Las miserias de la Universidad española contadas desde dentro
La conversación no tiene desperdicio. Y se produjo entre la actual
consejera de Educación de la Comunidad de Madrid, Lucía Figar, y su
directora general de Universidades e Investigación, Clara Eugenia Núñez,
quien años después ha reproducido en un libro lo que allí se dijo. Núñez había
sido contratada directamente por Esperanza Aguirre con un encargo: “Regenerar las
instituciones”.
La consejera y su subordinada
hablaban de los IMDEA, un ambicioso programa científico que todavía hoy pretende
atraer talento a la Comunidad de Madrid, carente de una masa crítica de investigadores. Fue en ese contexto
cuando Figar dijo a la directora general: “Me dicen que tus investigadores
(sic) no asisten a las reuniones ni a comités, se limitan a investigar”. Y
prosiguió: “Ya sé que publican muchos papers, pero ¿quién
les dice en qué tienen que investigar?, se preguntó.
La respuesta de Núñez fue inmediata y aplastante:
–Si hubiera que decírselo, no serían investigadores.
–Claro, claro –siguió argumentando la consejera–, pero además de
investigar, ¿qué hacen?
Ni que decir tiene que, al poco
tiempo, la directora general fue destituida de su
cargo y las universidades madrileñas y sus centros de investigación son hoy
pasto de todo tipo de políticas descabelladas. La consejera, sin embargo, como
en el cuento de Monterroso, sigue allí.
No es desde luego el único caso.
Ni siquiera el más sangrante. La España de las autonomías se ha llenado de campus universitarios bajo la atenta mirada del poder
político, que, como dice Clara Eugenia Núñez, han inventado la
biblioteca-espectáculo, poco espacio para el estudio y el depósito de libros y
mucho para el divertimento. Algunos datos lo corroboran. En 1975, había en
España 28 universidades, pero en 2007 ya eran 77 (de ellas, 50 públicas) con
132 campus universitarios. Es decir, una por provincia. Hoy existen tantos
campus como institutos de enseñanza media había en España a comienzos del siglo
XX.
Excelsa mediocridad
Tanto dispendio, sin embargo, no
evita una realidad dolorosa: ninguna universidad española se encuentra entre
las 200 mejores del mundo, lo que da idea de tan excelsa mediocridad. Y lo que probablemente sea más
preocupante: su irrelevancia social es absoluta.

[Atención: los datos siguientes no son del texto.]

//! Benchmark timing
//!
//! A benchmark runs `samples` batches of `iterations` calls back to back and
//! reports the best (lowest) mean time per call over all batches.

use std::time::{Duration, Instant};

use crate::error::Result;

/// Default number of timed batches.
pub const DEFAULT_SAMPLES: u32 = 3;

/// Default number of calls per batch.
pub const DEFAULT_ITERATIONS: u32 = 10;

/// Outcome of a benchmark.
#[derive(Debug, Clone, Copy, PartialEq)]
pub struct BenchmarkResult {
    /// Best mean time per call, in seconds.
    pub best_seconds: f64,
    pub samples: u32,
    pub iterations: u32,
}

impl BenchmarkResult {
    /// Output megapixels produced per second at the best time.
    pub fn throughput(&self, megapixels: f64) -> f64 {
        if self.best_seconds > 0.0 {
            megapixels / self.best_seconds
        } else {
            f64::INFINITY
        }
    }
}

/// Lowest per-batch mean, in seconds. Returns `None` if there are no
/// batches or `iterations` is zero.
pub fn min_of_means(batch_totals: &[Duration], iterations: u32) -> Option<f64> {
    if iterations == 0 {
        return None;
    }
    batch_totals
        .iter()
        .map(|total| total.as_secs_f64() / f64::from(iterations))
        .min_by(|a, b| a.total_cmp(b))
}

/// Time `op`, which is called `samples * iterations` times.
///
/// The first error from `op` aborts the benchmark.
///
/// # Errors
///
/// Returns whatever `op` returns.
pub fn benchmark<F>(samples: u32, iterations: u32, mut op: F) -> Result<BenchmarkResult>
where
    F: FnMut() -> Result<()>,
{
    let samples = samples.max(1);
    let iterations = iterations.max(1);

    let mut totals = Vec::with_capacity(samples as usize);
    for sample in 0..samples {
        let start = Instant::now();
        for _ in 0..iterations {
            op()?;
        }
        let elapsed = start.elapsed();
        log::debug!(
            "Benchmark sample {}: {:.6} sec/iter",
            sample,
            elapsed.as_secs_f64() / f64::from(iterations)
        );
        totals.push(elapsed);
    }

    Ok(BenchmarkResult {
        best_seconds: min_of_means(&totals, iterations).unwrap_or(0.0),
        samples,
        iterations,
    })
}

Eso es, precisamente, lo que
denuncia Clara Eugenia Núñez en Universidad
y Ciencia en España, un libro que acaba de ver la luz y que refleja
las miserias desde dentro (cinco años como directora general de Universidades)

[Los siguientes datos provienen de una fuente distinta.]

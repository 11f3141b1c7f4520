//! Runtime scalar type descriptors
//!
//! A `TypeTag` is the only thing the runner knows about the element type of
//! a filter argument. It mirrors the `{code, bits, lanes}` triple that
//! compiled filters publish in their metadata.

use std::fmt;

/// Type code of a scalar element.
#[derive(Debug, Clone, Copy, PartialEq, Eq, Hash, PartialOrd, Ord)]
pub enum TypeCode {
    Int,
    UInt,
    Float,
    Handle,
}

impl TypeCode {
    /// Numeric code used on the C ABI boundary.
    pub fn to_raw(self) -> u8 {
        match self {
            TypeCode::Int => 0,
            TypeCode::UInt => 1,
            TypeCode::Float => 2,
            TypeCode::Handle => 3,
        }
    }

    pub fn from_raw(code: u8) -> Option<Self> {
        match code {
            0 => Some(TypeCode::Int),
            1 => Some(TypeCode::UInt),
            2 => Some(TypeCode::Float),
            3 => Some(TypeCode::Handle),
            _ => None,
        }
    }
}

/// Element type of a scalar or buffer argument.
#[derive(Debug, Clone, Copy, PartialEq, Eq, Hash, PartialOrd, Ord)]
pub struct TypeTag {
    pub code: TypeCode,
    pub bits: u8,
    pub lanes: u16,
}

impl TypeTag {
    pub const BOOL: TypeTag = TypeTag::new(TypeCode::UInt, 1);
    pub const UINT8: TypeTag = TypeTag::new(TypeCode::UInt, 8);
    pub const UINT16: TypeTag = TypeTag::new(TypeCode::UInt, 16);
    pub const UINT32: TypeTag = TypeTag::new(TypeCode::UInt, 32);
    pub const UINT64: TypeTag = TypeTag::new(TypeCode::UInt, 64);
    pub const INT8: TypeTag = TypeTag::new(TypeCode::Int, 8);
    pub const INT16: TypeTag = TypeTag::new(TypeCode::Int, 16);
    pub const INT32: TypeTag = TypeTag::new(TypeCode::Int, 32);
    pub const INT64: TypeTag = TypeTag::new(TypeCode::Int, 64);
    pub const FLOAT32: TypeTag = TypeTag::new(TypeCode::Float, 32);
    pub const FLOAT64: TypeTag = TypeTag::new(TypeCode::Float, 64);
    pub const HANDLE: TypeTag = TypeTag::new(TypeCode::Handle, 64);

    /// Single-lane type with the given code and bit width.
    pub const fn new(code: TypeCode, bits: u8) -> Self {
        Self { code, bits, lanes: 1 }
    }

    pub const fn with_lanes(self, lanes: u16) -> Self {
        Self { lanes, ..self }
    }

    pub fn is_handle(&self) -> bool {
        self.code == TypeCode::Handle
    }

    /// Storage size of one element, in bytes (bool occupies a full byte).
    pub fn bytes(&self) -> usize {
        (self.bits as usize).div_ceil(8) * self.lanes.max(1) as usize
    }
}

impl fmt::Display for TypeTag {
    fn fmt(&self, f: &mut fmt::Formatter<'_>) -> fmt::Result {
        if self.code == TypeCode::UInt && self.bits == 1 {
            write!(f, "bool")?;
        } else {
            let prefix = match self.code {
                TypeCode::Int => "int",
                TypeCode::UInt => "uint",
                TypeCode::Float => "float",
                TypeCode::Handle => "handle",
            };
            write!(f, "{}{}", prefix, self.bits)?;
        }
        if self.lanes > 1 {
            write!(f, "x{}", self.lanes)?;
        }
        Ok(())
    }
}
//! 写操作：客户事件入库、发码注册

use async_trait::async_trait;
use chrono::Utc;
use sea_orm::{DbErr, EntityTrait, PaginatorTrait, QueryFilter, ColumnTrait, SqlErr};
use tracing::{debug, info};

use super::converters::{
    new_coupon_to_active_model, new_event_to_active_model, new_link_to_active_model,
};
use super::{SeaOrmStorage, retry};
use crate::errors::{AttributorError, Result};
use crate::storage::models::{
    Coupon, InsertOutcome, NewCoupon, NewCustomerEvent, NewTrackingLink, TrackingLink,
};
use crate::storage::traits::{CodeRegistry, EventWriter};

use migration::entities::{campaign, coupon, customer_event, influencer, tracking_link};

/// 唯一索引冲突判断（各后端统一走 sql_err 映射）
pub fn is_unique_violation(err: &DbErr) -> bool {
    matches!(err.sql_err(), Some(SqlErr::UniqueConstraintViolation(_)))
}

#[async_trait]
impl EventWriter for SeaOrmStorage {
    async fn insert_customer_event(&self, event: NewCustomerEvent) -> Result<i64> {
        let advertiser_id = event.advertiser_id;
        let active_model = new_event_to_active_model(event);

        // 单次写入，不重试：失败时由调用方决定是否整体重放
        let result = customer_event::Entity::insert(active_model)
            .exec(&self.db)
            .await
            .map_err(|e| {
                AttributorError::database_operation(format!("写入客户事件失败: {}", e))
            })?;

        debug!(
            "Customer event {} stored for advertiser {}",
            result.last_insert_id, advertiser_id
        );
        Ok(result.last_insert_id)
    }
}

#[async_trait]
impl CodeRegistry for SeaOrmStorage {
    async fn campaign_exists(&self, campaign_id: i64) -> Result<bool> {
        let db = &self.db;
        let count = retry::with_retry(
            &format!("campaign_exists({})", campaign_id),
            self.retry_config,
            || async {
                campaign::Entity::find()
                    .filter(campaign::Column::Id.eq(campaign_id))
                    .count(db)
                    .await
            },
        )
        .await
        .map_err(|e| AttributorError::database_operation(format!("查询活动失败: {}", e)))?;

        Ok(count > 0)
    }

    async fn influencer_exists(&self, influencer_id: i64) -> Result<bool> {
        let db = &self.db;
        let count = retry::with_retry(
            &format!("influencer_exists({})", influencer_id),
            self.retry_config,
            || async {
                influencer::Entity::find()
                    .filter(influencer::Column::Id.eq(influencer_id))
                    .count(db)
                    .await
            },
        )
        .await
        .map_err(|e| AttributorError::database_operation(format!("查询达人失败: {}", e)))?;

        Ok(count > 0)
    }

    async fn try_insert_coupon(&self, new_coupon: NewCoupon) -> Result<InsertOutcome<Coupon>> {
        let created_at = Utc::now();
        let active_model = new_coupon_to_active_model(new_coupon.clone(), created_at);

        match coupon::Entity::insert(active_model).exec(&self.db).await {
            Ok(result) => {
                info!(
                    "Coupon {} issued for campaign {}",
                    new_coupon.code, new_coupon.campaign_id
                );
                Ok(InsertOutcome::Inserted(Coupon {
                    id: result.last_insert_id,
                    code: new_coupon.code,
                    campaign_id: new_coupon.campaign_id,
                    influencer_id: new_coupon.influencer_id,
                    is_active: true,
                    settings: new_coupon.settings,
                    created_at,
                }))
            }
            Err(e) if is_unique_violation(&e) => {
                debug!("Coupon code {} already taken", new_coupon.code);
                Ok(InsertOutcome::Duplicate)
            }
            Err(e) => Err(AttributorError::database_operation(format!(
                "写入优惠码失败: {}",
                e
            ))),
        }
    }

    async fn try_insert_tracking_link(
        &self,
        link: NewTrackingLink,
    ) -> Result<InsertOutcome<TrackingLink>> {
        let created_at = Utc::now();
        let active_model = new_link_to_active_model(link.clone(), created_at);

        match tracking_link::Entity::insert(active_model)
            .exec(&self.db)
            .await
        {
            Ok(result) => {
                info!(
                    "Tracking link {} issued for campaign {}",
                    link.short_code, link.campaign_id
                );
                Ok(InsertOutcome::Inserted(TrackingLink {
                    id: result.last_insert_id,
                    short_code: link.short_code,
                    destination_url: link.destination_url,
                    campaign_id: link.campaign_id,
                    influencer_id: link.influencer_id,
                    created_at,
                }))
            }
            Err(e) if is_unique_violation(&e) => {
                debug!("Short code {} already taken", link.short_code);
                Ok(InsertOutcome::Duplicate)
            }
            Err(e) => Err(AttributorError::database_operation(format!(
                "写入追踪链接失败: {}",
                e
            ))),
        }
    }
}
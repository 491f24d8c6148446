use actix_web::{HttpResponse, Responder, web};
use std::sync::Arc;
use std::time::{Duration, Instant};
use tracing::{error, info, trace};

use crate::storage::SeaOrmStorage;

use super::error_code::ErrorCode;
use super::helpers::json_response;
use super::types::HealthResponse;

/// Health Service
///
/// 直接 ping 存储，不经过业务服务（探针要求快速响应）
pub struct HealthService;

impl HealthService {
    pub async fn health_check(storage: web::Data<Arc<SeaOrmStorage>>) -> impl Responder {
        let start_time = Instant::now();
        trace!("Received health check request");

        let (healthy, error) =
            match tokio::time::timeout(Duration::from_secs(5), storage.ping()).await {
                Ok(Ok(())) => (true, None),
                Ok(Err(e)) => {
                    error!("Storage health check failed: {}", e);
                    (false, Some(e.message().to_string()))
                }
                Err(_) => {
                    error!("Storage health check timeout");
                    (false, Some("timeout".to_string()))
                }
            };

        let status = if healthy { "healthy" } else { "unhealthy" };
        let health_data = HealthResponse {
            status: status.to_string(),
            storage: status.to_string(),
            backend: storage.get_backend_name().to_string(),
            response_time_ms: start_time.elapsed().as_millis() as u64,
            error,
        };

        info!(
            "Health check completed in {:?}, status: {}",
            start_time.elapsed(),
            status
        );

        if healthy {
            json_response(
                actix_web::http::StatusCode::OK,
                ErrorCode::Success,
                "OK",
                Some(health_data),
            )
        } else {
            json_response(
                actix_web::http::StatusCode::SERVICE_UNAVAILABLE,
                ErrorCode::ServiceUnavailable,
                "Service Unavailable",
                Some(health_data),
            )
        }
    }

    // 活跃性检查，不触达存储
    pub async fn liveness_check() -> impl Responder {
        trace!("Received liveness check request");

        HttpResponse::NoContent().finish()
    }
}

/// Health 路由配置
pub fn health_routes() -> actix_web::Scope {
    web::scope("/health")
        .route("", web::get().to(HealthService::health_check))
        .route("", web::head().to(HealthService::health_check))
        .route("/live", web::get().to(HealthService::liveness_check))
}
//! Service layer for business logic
//!
//! Attribution, payouts, ingestion, stats and code issuance. HTTP handlers
//! and the CLI both go through these types.

pub mod attribution;
mod code_issuer;
mod ingestion;
mod redirect;
pub mod revenue_share;
mod stats_service;

pub use attribution::{AttributionResolver, extract_ref_code};
pub use code_issuer::*;
pub use ingestion::*;
pub use redirect::*;
pub use revenue_share::{RevenueShareCalculator, compute_payout, group_payout};
pub use stats_service::*;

de una institución esencial en la formación de sociedades avanzadas, pero que en España se ha
convertido (salvo en excepciones) en una inmensa agencia de colocación de
profesores desmotivados y mal pagados, y en un inmenso aparcamiento de jóvenes
condenados al paro o al subempleo.
Como sostiene Núñez, en España ni hemos aprendido de Francia, donde
las universidades fueron un proyecto de Estado para defender la libertad frente
a injerencias políticas o religiosas, ni de Alemania, donde
el modelo diseñado por Humboldt puso el énfasis en la investigación
como la clave de bóveda de una formación superior de carácter humanista. Ni,
por supuesto, de las universidades norteamericanas,
que combinan los centros de investigación con la larga tradición de los college británicos y su obsesión por cultivar
élites del conocimiento.
Nada de eso ha sucedido en
España, donde el clientelismo político y el caos organizativo se han
apoderado de su funcionamiento. Algo en lo que tiene mucho que ver, como
sostiene Núñez, su deficiente diseño institucional, calcado al de las
comunidades autónomas, que son quienes meten mano en su funcionamiento al
margen de cualquier racionalidad académica.

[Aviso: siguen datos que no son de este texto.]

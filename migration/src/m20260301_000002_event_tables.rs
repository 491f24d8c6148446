//! 事件表迁移
//!
//! click_events：每次重定向一行，只追加
//! customer_events：转化事件 + 入库时解析出的归因快照

use sea_orm_migration::prelude::*;

#[derive(DeriveMigrationName)]
pub struct Migration;

#[async_trait::async_trait]
impl MigrationTrait for Migration {
    async fn up(&self, manager: &SchemaManager) -> Result<(), DbErr> {
        manager
            .create_table(
                Table::create()
                    .table(ClickEvents::Table)
                    .if_not_exists()
                    .col(
                        ColumnDef::new(ClickEvents::Id)
                            .big_integer()
                            .not_null()
                            .auto_increment()
                            .primary_key(),
                    )
                    .col(
                        ColumnDef::new(ClickEvents::TrackingLinkId)
                            .big_integer()
                            .not_null(),
                    )
                    .col(
                        ColumnDef::new(ClickEvents::ClickedAt)
                            .timestamp_with_time_zone()
                            .not_null(),
                    )
                    .col(ColumnDef::new(ClickEvents::IpAddress).string_len(45).null())
                    .col(ColumnDef::new(ClickEvents::UserAgent).text().null())
                    .col(ColumnDef::new(ClickEvents::Referer).text().null())
                    .to_owned(),
            )
            .await?;

        manager
            .create_table(
                Table::create()
                    .table(CustomerEvents::Table)
                    .if_not_exists()
                    .col(
                        ColumnDef::new(CustomerEvents::Id)
                            .big_integer()
                            .not_null()
                            .auto_increment()
                            .primary_key(),
                    )
                    .col(
                        ColumnDef::new(CustomerEvents::AdvertiserId)
                            .big_integer()
                            .not_null(),
                    )
                    .col(
                        ColumnDef::new(CustomerEvents::EventType)
                            .string_len(50)
                            .not_null(),
                    )
                    .col(
                        ColumnDef::new(CustomerEvents::OccurredAt)
                            .timestamp_with_time_zone()
                            .not_null(),
                    )
                    .col(ColumnDef::new(CustomerEvents::Revenue).double().null())
                    .col(
                        ColumnDef::new(CustomerEvents::Currency)
                            .string_len(3)
                            .not_null()
                            .default("USD"),
                    )
                    .col(ColumnDef::new(CustomerEvents::CouponCode).string_len(50).null())
                    .col(ColumnDef::new(CustomerEvents::RefCode).string_len(50).null())
                    .col(ColumnDef::new(CustomerEvents::LandingUrl).text().null())
                    .col(ColumnDef::new(CustomerEvents::Referrer).text().null())
                    .col(
                        ColumnDef::new(CustomerEvents::TrackingLinkId)
                            .big_integer()
                            .null(),
                    )
                    .col(
                        ColumnDef::new(CustomerEvents::InfluencerId)
                            .big_integer()
                            .null(),
                    )
                    .col(ColumnDef::new(CustomerEvents::CampaignId).big_integer().null())
                    .col(ColumnDef::new(CustomerEvents::Properties).text().null())
                    .col(ColumnDef::new(CustomerEvents::RawPayload).text().not_null())
                    .to_owned(),
            )
            .await?;

        Ok(())
    }

    async fn down(&self, manager: &SchemaManager) -> Result<(), DbErr> {
        manager
            .drop_table(Table::drop().table(CustomerEvents::Table).to_owned())
            .await?;

        manager
            .drop_table(Table::drop().table(ClickEvents::Table).to_owned())
            .await
    }
}

#[derive(DeriveIden)]
enum ClickEvents {
    #[sea_orm(iden = "click_events")]
    Table,
    Id,
    TrackingLinkId,
    ClickedAt,
    IpAddress,
    UserAgent,
    Referer,
}

#[derive(DeriveIden)]
enum CustomerEvents {
    #[sea_orm(iden = "customer_events")]
    Table,
    Id,
    AdvertiserId,
    EventType,
    OccurredAt,
    Revenue,
    Currency,
    CouponCode,
    RefCode,
    LandingUrl,
    Referrer,
    TrackingLinkId,
    InfluencerId,
    CampaignId,
    Properties,
    RawPayload,
}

La autora del libro pone un
ejemplo. Es evidente que cada año hay un desfase brutal entre la oferta de plazas universitarias y la demanda de titulaciones, lo
que obliga a muchos alumnos que no alcanzan la nota a matricularse en otras
disciplinas que no desean, con el consiguiente fracaso académico y económico.
¿Y por qué no se cambia el sistema?, se pregunta Núñez. Su respuesta no deja
lugar dudas. A nadie importa la oferta educativa, “sino la permanencia en sus
puestos de miles de profesores, muchos de ellos redundantes en la Universidad”.
Un 'lobby' para capturar rentas
Su conclusión es que la
Universidad se ha convertido “en un lobby cuyo
principal objetivo es obtener rentas públicas”
bajo la amenaza permanente de presión política y movilización en la calle. El
resultado sólo puede ser uno: España gasta en centros universitarios una
cantidad “comparable” con otros países de la OCDE, pero los resultados académicos están muy por debajo de lo que cabría
esperar en un país que destina tantos recursos a su sostenimiento. Sin duda,
porque la Universidad tiene mucho más que ver con la política que con el
conocimiento.
Dos casos lo acreditan. En la
Universidad Carlos III, la plantilla de profesores contratados creció
sospechosamente antes de unas elecciones a rector (impulsadas por el rector
saliente Peces-Barba)
para que su voto determinara los resultados de la votación a favor de su
candidato; mientras que el exrector Berzosa, de la Universidad Complutense, lo que
hizo fue subir los sueldos a los trabajadores para lograr la reelección (lo
cual consiguió). Como dice Núñez, “su liberalidad, con los fondos públicos por
supuesto, puso en apuros a todas las demás universidades públicas de Madrid,
cuyos sindicatos empezaron a presionar a favor de un trato similar en aras de
una supuesta equidad”.
Y es que el nepotismo, el
compadreo, viene de lejos. La exdirectora general de Universidades de Madrid
recuerda que la primera reforma –de 1983– permitió el ascenso a catedráticos de
los entonces llamados profesores agregados. ¿El resultado? “Muchos diputados a
Cortes y altos cargos en el Gobierno socialista se beneficiaron de esta
medida”. El caso de Jon Juaristi, que
también acabó siendo director general de Universidades con Lucía Figar, es
igualmente significativo.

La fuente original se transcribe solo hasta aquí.